For several years I worked as a carer with older people with dementia, seeing at close-hand the challenges they face. Groups like Dancing for Well-Being can really help. I truly feel we are happiest when we are able to be creative and express our true inner selves and our feelings – taking time to relax, come together and let go! We need to bring as much fun and laughter as possible into our lives!
I trained with Dancing for Well-Being in the autumn of 2018 and am now leading groups and assisting too. I love it! It’s such a dynamic way of getting people together. Music, dancing, company, a chance to express yourself – these things are vital nourishment for the body, mind and spirit.
I grew up attending dance classes 5 evenings a week with my little sister, competing nationally in styles from Ballroom and Latin American to Rock and Roll and also taking IDTA examinations in a breadth of dance styles, including Ballet, Disco and Street Dance. At fourteen, I was asked to assist teaching Ballroom and Latin to younger children and there my love for movement and teaching began!
During my time at York St John University, where I gained a First Class BA (Hons) in Dance: Community Practice, I was involved in a placement at Leaps and Bounds at Yorkshire Dance, a weekly dance session for adults with disabilities, volunteered with Converge, a dance session for mental health service users and also assisted with weekly dance sessions for participants with dementia. I also devised weekly creative movement sessions at a youth club for young people with physical and learning disabilities in York and at a SEN School in Northallerton. My weeks and months were filled with inclusive dance. I quickly found my love for dance within the community was growing and I was learning so much from working with such a diverse range of people. A highlight of my first few years in community dance was when a member of the youth club made a poster that said ‘the dance sessions are my favourite part of the week’; this made me truly realise how much of an impact creativity, music and exercise could have on someone’s wellbeing.

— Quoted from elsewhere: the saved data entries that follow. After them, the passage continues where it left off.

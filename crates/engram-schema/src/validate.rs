//! The single schema-validation entry point.
//!
//! `validate` is a pure function from a [`RawEntity`] to a well-typed
//! [`Frame`].  Every memory kind carries its own required-field table here;
//! dispatch happens through one entry point rather than per-kind types.
//!
//! # Required fields
//!
//! | kind       | field       | shape                                  |
//! |------------|-------------|----------------------------------------|
//! | Episodic   | `timestamp` | ISO-8601 string or numeric epoch       |
//! | Episodic   | `action`    | non-empty text                         |
//! | Procedural | `steps`     | non-empty ordered sequence of strings  |
//! | Semantic   | —           | nothing beyond name and kind           |
//!
//! Coercion failures across fields aggregate into a single
//! [`ValidationError::FieldErrors`] report so callers see every problem in
//! one pass.  Defaults are additive only and never override caller-supplied
//! values.

use std::collections::BTreeMap;

use serde_json::Value as JsonValue;
use tracing::debug;

use engram_types::{
    CoercionError, FieldError, Frame, FrameMetadata, Kind, RawEntity, ValidationError, Value,
};

use crate::coerce::{TypeHint, coerce};

/// Per-kind required-field table.
fn required_fields(kind: Kind) -> &'static [(&'static str, TypeHint)] {
    match kind {
        Kind::Semantic => &[],
        Kind::Episodic => &[("timestamp", TypeHint::Temporal), ("action", TypeHint::Text)],
        Kind::Procedural => &[("steps", TypeHint::Sequence)],
    }
}

/// Per-kind additive defaults, applied only when the caller supplied nothing.
fn kind_defaults(kind: Kind) -> &'static [(&'static str, &'static str)] {
    match kind {
        Kind::Episodic => &[("location", "")],
        Kind::Semantic | Kind::Procedural => &[],
    }
}

/// Validate a raw entity into a [`Frame`], or report exactly why it cannot be.
///
/// Pure over its input: no state is read or written, so a failed validation
/// can never leave partial effects anywhere.
pub fn validate(raw: &RawEntity) -> Result<Frame, ValidationError> {
    let name = raw.name.trim();
    if name.is_empty() {
        return Err(ValidationError::MissingName);
    }
    let identity = raw
        .identity
        .as_deref()
        .map(str::trim)
        .filter(|s| !s.is_empty())
        .unwrap_or(name)
        .to_string();
    let kind = raw.column;

    // Fold unrecognized top-level keys into the property map; explicit
    // `properties` entries win.  Null values mean "absent", never "clear".
    let mut raw_properties: BTreeMap<String, JsonValue> = BTreeMap::new();
    for (key, value) in raw.properties.iter().chain(raw.extra.iter()) {
        if value.is_null() {
            debug!(entity = %identity, property = %key, "skipping null property");
            continue;
        }
        raw_properties.entry(key.clone()).or_insert_with(|| value.clone());
    }

    let mut properties: BTreeMap<String, Value> = BTreeMap::new();
    let mut field_errors: Vec<FieldError> = Vec::new();

    // Required fields first: absence is its own error, distinct from a
    // present-but-malformed value.
    for &(field, hint) in required_fields(kind) {
        let Some(raw_value) = raw_properties.remove(field) else {
            return Err(ValidationError::MissingRequiredField { kind, field });
        };
        match coerce(field, &raw_value, Some(hint)) {
            Ok(value) => match check_required_content(kind, field, value) {
                Ok(value) => {
                    properties.insert(field.to_string(), value);
                }
                // Content-shape failures aggregate with the other fields;
                // emptiness stays an immediate missing-field error.
                Err(ValidationError::FieldErrors(errors)) => field_errors.extend(errors),
                Err(other) => return Err(other),
            },
            Err(source) => field_errors.push(FieldError {
                field: field.to_string(),
                source,
            }),
        }
    }

    // Everything else goes through pure inference.
    for (field, raw_value) in &raw_properties {
        match coerce(field, raw_value, None) {
            Ok(value) => {
                properties.insert(field.clone(), value);
            }
            Err(source) => field_errors.push(FieldError {
                field: field.clone(),
                source,
            }),
        }
    }

    // Relationships normalize to insertion-ordered, de-duplicated target
    // lists; targets may reference identities that do not exist yet.
    let mut relationships: BTreeMap<String, Vec<String>> = BTreeMap::new();
    for (relation, raw_targets) in &raw.relationships {
        match normalize_targets(relation, raw_targets) {
            Ok(targets) if targets.is_empty() => {}
            Ok(targets) => {
                relationships.insert(relation.clone(), targets);
            }
            Err(source) => field_errors.push(FieldError {
                field: relation.clone(),
                source,
            }),
        }
    }

    if !field_errors.is_empty() {
        return Err(ValidationError::FieldErrors(field_errors));
    }

    for &(field, default) in kind_defaults(kind) {
        properties
            .entry(field.to_string())
            .or_insert_with(|| Value::String(default.to_string()));
    }

    Ok(Frame {
        identity,
        kind,
        properties,
        relationships,
        metadata: FrameMetadata::new(raw.confidence.unwrap_or(1.0)),
    })
}

/// Enforce the non-emptiness half of the required-field contract and
/// canonicalize the stored shape (`steps` becomes a list of strings).
fn check_required_content(
    kind: Kind,
    field: &'static str,
    value: Value,
) -> Result<Value, ValidationError> {
    match (field, value) {
        ("action", Value::String(s)) if s.trim().is_empty() => {
            Err(ValidationError::MissingRequiredField { kind, field })
        }
        ("steps", Value::List(items)) | ("steps", Value::Set(items)) => {
            if items.is_empty() {
                return Err(ValidationError::MissingRequiredField { kind, field });
            }
            let mut steps = Vec::with_capacity(items.len());
            for item in &items {
                match item.scalar_to_text() {
                    Some(text) => steps.push(Value::String(text)),
                    None => {
                        return Err(ValidationError::FieldErrors(vec![FieldError {
                            field: field.to_string(),
                            source: CoercionError::UnexpectedShape {
                                property: field.to_string(),
                                expected: "sequence of text steps",
                                actual: item.tag_name().to_string(),
                            },
                        }]));
                    }
                }
            }
            Ok(Value::List(steps))
        }
        (_, value) => Ok(value),
    }
}

/// Normalize a relationship's raw targets: a bare string is a one-element
/// list, scalars render as text, order is kept and exact repeats collapse.
fn normalize_targets(relation: &str, raw: &JsonValue) -> Result<Vec<String>, CoercionError> {
    let items: Vec<JsonValue> = match raw {
        JsonValue::Array(items) => items.clone(),
        JsonValue::Null => Vec::new(),
        other => vec![other.clone()],
    };
    let mut targets: Vec<String> = Vec::with_capacity(items.len());
    for (i, item) in items.iter().enumerate() {
        let path = format!("{relation}[{i}]");
        let text = match item {
            JsonValue::String(s) => s.trim().to_string(),
            JsonValue::Null => continue,
            other => match coerce(&path, other, None)?.scalar_to_text() {
                Some(text) => text,
                None => {
                    return Err(CoercionError::UnexpectedShape {
                        property: path,
                        expected: "relationship target identity",
                        actual: "collection".to_string(),
                    });
                }
            },
        };
        if !text.is_empty() && !targets.iter().any(|t| t == &text) {
            targets.push(text);
        }
    }
    Ok(targets)
}
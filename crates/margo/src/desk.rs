use crate::backend::RecordStore;
use crate::editor::{AnnotationEditor, SaveOutcome};
use crate::error::DeskError;
use crate::list::ListController;
use crate::model::DashboardRecord;

/// Owns the reviewer's working set: the backend handle, the dashboard list
/// and at most one open editor. Closing the editor always reloads the list.
pub struct ReviewDesk<S> {
  store: S,
  list: ListController,
  editor: AnnotationEditor,
}

impl<S: RecordStore> ReviewDesk<S> {
  pub fn new(store: S) -> Self {
    Self::with_list(store, ListController::new())
  }

  pub fn with_list(store: S, list: ListController) -> Self {
    Self { store, list, editor: AnnotationEditor::new() }
  }

  pub fn store(&self) -> &S {
    &self.store
  }

  pub fn list(&self) -> &ListController {
    &self.list
  }

  pub fn list_mut(&mut self) -> &mut ListController {
    &mut self.list
  }

  /// Full reload of the list; a failure keeps what was shown before
  pub async fn refresh(&mut self) -> Result<(), DeskError> {
    self.list.load(&self.store).await?;
    Ok(())
  }

  /// Open the row numbered `position` ("No." column) on the current page
  pub fn select(&mut self, position: usize) -> Result<&mut AnnotationEditor, DeskError> {
    let rows = self.list.current_page();
    let record = rows
      .iter()
      .find(|row| row.position == position)
      .map(|row| row.record.clone())
      .ok_or_else(|| DeskError::PageOutOfRange { position, available: rows.len() })?;

    self.editor.open(record);
    Ok(&mut self.editor)
  }

  /// Open a record by id, wherever it sits in the list
  pub fn select_id(&mut self, id: &str) -> Result<&mut AnnotationEditor, DeskError> {
    let record = self.list.find(id).cloned().ok_or_else(|| DeskError::record_not_found(id))?;
    self.editor.open(record);
    Ok(&mut self.editor)
  }

  pub fn editor(&self) -> Option<&AnnotationEditor> {
    self.editor.is_open().then_some(&self.editor)
  }

  pub fn editor_mut(&mut self) -> Result<&mut AnnotationEditor, DeskError> {
    if self.editor.is_open() {
      Ok(&mut self.editor)
    } else {
      Err(DeskError::EditorClosed)
    }
  }

  /// Save the open form. The editor stays open either way.
  pub async fn save(&mut self) -> Result<SaveOutcome, DeskError> {
    self.editor.save(&self.store).await
  }

  /// Close the editor (save or cancel) and reload the list
  pub async fn close_editor(&mut self) -> Result<Option<DashboardRecord>, DeskError> {
    let record = self.editor.close();
    self.refresh().await?;
    Ok(record)
  }

  /// Save, then close and reload.
  ///
  /// A failed save leaves the editor open in `Failed`. A failed reload after a
  /// good save is returned as [`DeskError::Load`]; the annotation is stored
  /// regardless.
  pub async fn save_and_close(&mut self) -> Result<SaveOutcome, DeskError> {
    let outcome = self.save().await?;
    self.close_editor().await?;
    Ok(outcome)
  }
}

From my second year of university, I also assisted with MeshDance’s Me2 Inclusive Dance sessions for young people with and without disabilities in Leeds and continue to work with them every week now, 5 years later. I work term time in a school in York and also manage Tail-Feathers Dance, where I plan and facilitate inclusive movement sessions in respite centres for young people and adults with complex needs, across North Yorkshire.
I am excited to be working with Dancing for Well-Being, broadening my experience in this field and witnessing so much joy and laughter along the way!
Dancing for Well-Being is a member of People Dancing (the Foundation for Community Dance). We are fully insured through People Dancing and all have Enhanced Criminal Record Certificates from the Disclosure & Barring Service.